A vrai dire, un élève n’est quasiment jamais confronté à des maths qui dépassent le 19ème siècle. Une grande partie du programme correspond à des savoirs qui remontent aux Grecs. Pour un jeune, les maths sont une discipline morte, sans lien avec les sciences expérimentales ou les sciences de l’ingénieur alors que ce n’est évidemment pas le cas. Dans l’organisation actuelle, les professeurs n’ont tout simplement pas le temps de présenter une culture plus vaste.

Quelle est la place de l’Institut Henri Poincaré au sein duquel Animath est hébergée ?

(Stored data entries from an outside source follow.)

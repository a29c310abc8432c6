//! Process-wide logging bootstrap.
//!
//! # Responsibility
//! - Start the `flexi_logger` file backend once per process.
//! - Log panics as single sanitized `event=panic_captured` records.
//!
//! # Invariants
//! - Initialization is idempotent for an identical level and directory.
//! - Re-initialization with a different level or directory is rejected.
//! - Initialization never panics.

use flexi_logger::{Cleanup, Criterion, FileSpec, Logger, LoggerHandle, Naming, WriteMode};
use log::{error, info};
use once_cell::sync::OnceCell;
use std::error::Error;
use std::fmt::{Display, Formatter};
use std::path::{Path, PathBuf};

const LOG_FILE_BASENAME: &str = "taskboard";
const MAX_LOG_FILE_SIZE_BYTES: u64 = 5 * 1024 * 1024;
const MAX_LOG_FILES: usize = 5;
const MAX_PANIC_PAYLOAD_CHARS: usize = 160;

static LOGGING_STATE: OnceCell<LoggingState> = OnceCell::new();
static PANIC_HOOK_INSTALLED: OnceCell<()> = OnceCell::new();

struct LoggingState {
    level: &'static str,
    log_dir: PathBuf,
    _logger: LoggerHandle,
}

/// Why logging could not be started.
#[derive(Debug, Clone, PartialEq, Eq)]
pub enum LoggingError {
    UnsupportedLevel(String),
    InvalidDirectory(String),
    CreateDirectory { path: PathBuf, message: String },
    Backend(String),
    /// Already running with a different level or directory.
    Conflict { active: String, requested: String },
}

impl Display for LoggingError {
    fn fmt(&self, f: &mut Formatter<'_>) -> std::fmt::Result {
        match self {
            Self::UnsupportedLevel(level) => write!(
                f,
                "unsupported log level `{level}`; expected trace|debug|info|warn|error"
            ),
            Self::InvalidDirectory(message) => write!(f, "invalid log directory: {message}"),
            Self::CreateDirectory { path, message } => write!(
                f,
                "failed to create log directory `{}`: {message}",
                path.display()
            ),
            Self::Backend(message) => write!(f, "failed to start logger: {message}"),
            Self::Conflict { active, requested } => write!(
                f,
                "logging already initialized with {active}; refusing to switch to {requested}"
            ),
        }
    }
}

impl Error for LoggingError {}

/// Initializes file logging at `level` under the absolute `log_dir`.
pub fn init_logging(level: &str, log_dir: &str) -> Result<(), LoggingError> {
    let level = normalize_level(level)?;
    let log_dir = normalize_log_dir(log_dir)?;

    let state = LOGGING_STATE.get_or_try_init(|| start_logger(level, &log_dir))?;
    if state.log_dir != log_dir {
        return Err(LoggingError::Conflict {
            active: format!("directory `{}`", state.log_dir.display()),
            requested: format!("`{}`", log_dir.display()),
        });
    }
    if state.level != level {
        return Err(LoggingError::Conflict {
            active: format!("level `{}`", state.level),
            requested: format!("`{level}`"),
        });
    }
    Ok(())
}

/// Returns `(level, log_dir)` when logging is active.
pub fn logging_status() -> Option<(&'static str, PathBuf)> {
    LOGGING_STATE
        .get()
        .map(|state| (state.level, state.log_dir.clone()))
}

/// `debug` for debug builds, `info` for release builds.
pub fn default_log_level() -> &'static str {
    if cfg!(debug_assertions) {
        "debug"
    } else {
        "info"
    }
}

fn start_logger(level: &'static str, log_dir: &Path) -> Result<LoggingState, LoggingError> {
    std::fs::create_dir_all(log_dir).map_err(|err| LoggingError::CreateDirectory {
        path: log_dir.to_path_buf(),
        message: err.to_string(),
    })?;

    let logger = Logger::try_with_str(level)
        .map_err(|err| LoggingError::Backend(err.to_string()))?
        .log_to_file(
            FileSpec::default()
                .directory(log_dir)
                .basename(LOG_FILE_BASENAME),
        )
        .rotate(
            Criterion::Size(MAX_LOG_FILE_SIZE_BYTES),
            Naming::Numbers,
            Cleanup::KeepLogFiles(MAX_LOG_FILES),
        )
        .write_mode(WriteMode::BufferAndFlush)
        .append()
        .format_for_files(flexi_logger::detailed_format)
        .start()
        .map_err(|err| LoggingError::Backend(err.to_string()))?;

    install_panic_hook_once();

    info!(
        "event=app_start module=core status=ok platform={} version={} level={} log_dir={}",
        std::env::consts::OS,
        env!("CARGO_PKG_VERSION"),
        level,
        log_dir.display()
    );

    Ok(LoggingState {
        level,
        log_dir: log_dir.to_path_buf(),
        _logger: logger,
    })
}

fn normalize_level(level: &str) -> Result<&'static str, LoggingError> {
    match level.trim().to_ascii_lowercase().as_str() {
        "trace" => Ok("trace"),
        "debug" => Ok("debug"),
        "info" => Ok("info"),
        "warn" | "warning" => Ok("warn"),
        "error" => Ok("error"),
        other => Err(LoggingError::UnsupportedLevel(other.to_string())),
    }
}

fn normalize_log_dir(log_dir: &str) -> Result<PathBuf, LoggingError> {
    let trimmed = log_dir.trim();
    if trimmed.is_empty() {
        return Err(LoggingError::InvalidDirectory(
            "log_dir cannot be empty".to_string(),
        ));
    }
    let path = Path::new(trimmed);
    if !path.is_absolute() {
        return Err(LoggingError::InvalidDirectory(format!(
            "log_dir must be an absolute path, got `{trimmed}`"
        )));
    }
    Ok(path.to_path_buf())
}

fn install_panic_hook_once() {
    if PANIC_HOOK_INSTALLED.set(()).is_err() {
        return;
    }

    let previous_hook = std::panic::take_hook();
    std::panic::set_hook(Box::new(move |panic_info| {
        let location = panic_info
            .location()
            .map(|loc| format!("{}:{}", loc.file(), loc.line()))
            .unwrap_or_else(|| "unknown".to_string());
        let payload = panic_payload_summary(panic_info);
        error!(
            "event=panic_captured module=core status=error location={} payload={}",
            location, payload
        );
        previous_hook(panic_info);
    }));
}

fn panic_payload_summary(info: &std::panic::PanicHookInfo<'_>) -> String {
    let payload = if let Some(message) = info.payload().downcast_ref::<&str>() {
        (*message).to_string()
    } else if let Some(message) = info.payload().downcast_ref::<String>() {
        message.clone()
    } else {
        "non-string panic payload".to_string()
    };

    sanitize_message(&payload, MAX_PANIC_PAYLOAD_CHARS)
}

/// Flattens newlines and caps length; task titles can end up in payloads.
fn sanitize_message(value: &str, max_chars: usize) -> String {
    let normalized = value.replace(['\n', '\r'], " ");
    let mut truncated = normalized.chars().take(max_chars).collect::<String>();
    if normalized.chars().count() > max_chars {
        truncated.push_str("...");
    }
    truncated
}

L’IHP est particulier car il a une vocation nationale. Son directeur, Cédric Villani, un de nos plus brillants mathématiciens s’intéresse réellement à l’action auprès du grand public. C’est un atout pour ce genre d’action. Pour lui, c’est très important et il paye de sa personne en étant lui-même très actif. L’IHP, avec d’autres partenaires, organise dans les prochaines semaines des événements publics à l’occasion du bicentenaire de la naissance d’Evariste Galois. Le 12 octobre prochain a notamment lieu une conférence pour les lycéens d’Île-de-France.

Évariste Galois

L’année prochaine sera dédiée à Poincaré à l’occasion du 100ème anniversaire de la mort de cet autre géant des mathématiques. Nous commençons également à travailler les relations internationales avec des possibles jumelages de clubs de mathématiques ainsi que la participation croisée à des stages.

La discipline mathématique semble bien se porter…

Effectivement, les maths sont la discipline scientifique qui « marche » le mieux en France, notamment en termes de reconnaissance internationale. Les mathématiciens français ont remporté près d’un quart des médailles Fields depuis le début de l’attribution de ce prix. Mais cet apparent « prestige » cache une situation plus négative, notamment une mauvaise image auprès des physiciens, biologistes et ingénieurs – ainsi qu’auprès du grand public. En effet, les mathématiciens ont toujours eu une haute idée de leur travail, déconnecté des sciences expérimentales.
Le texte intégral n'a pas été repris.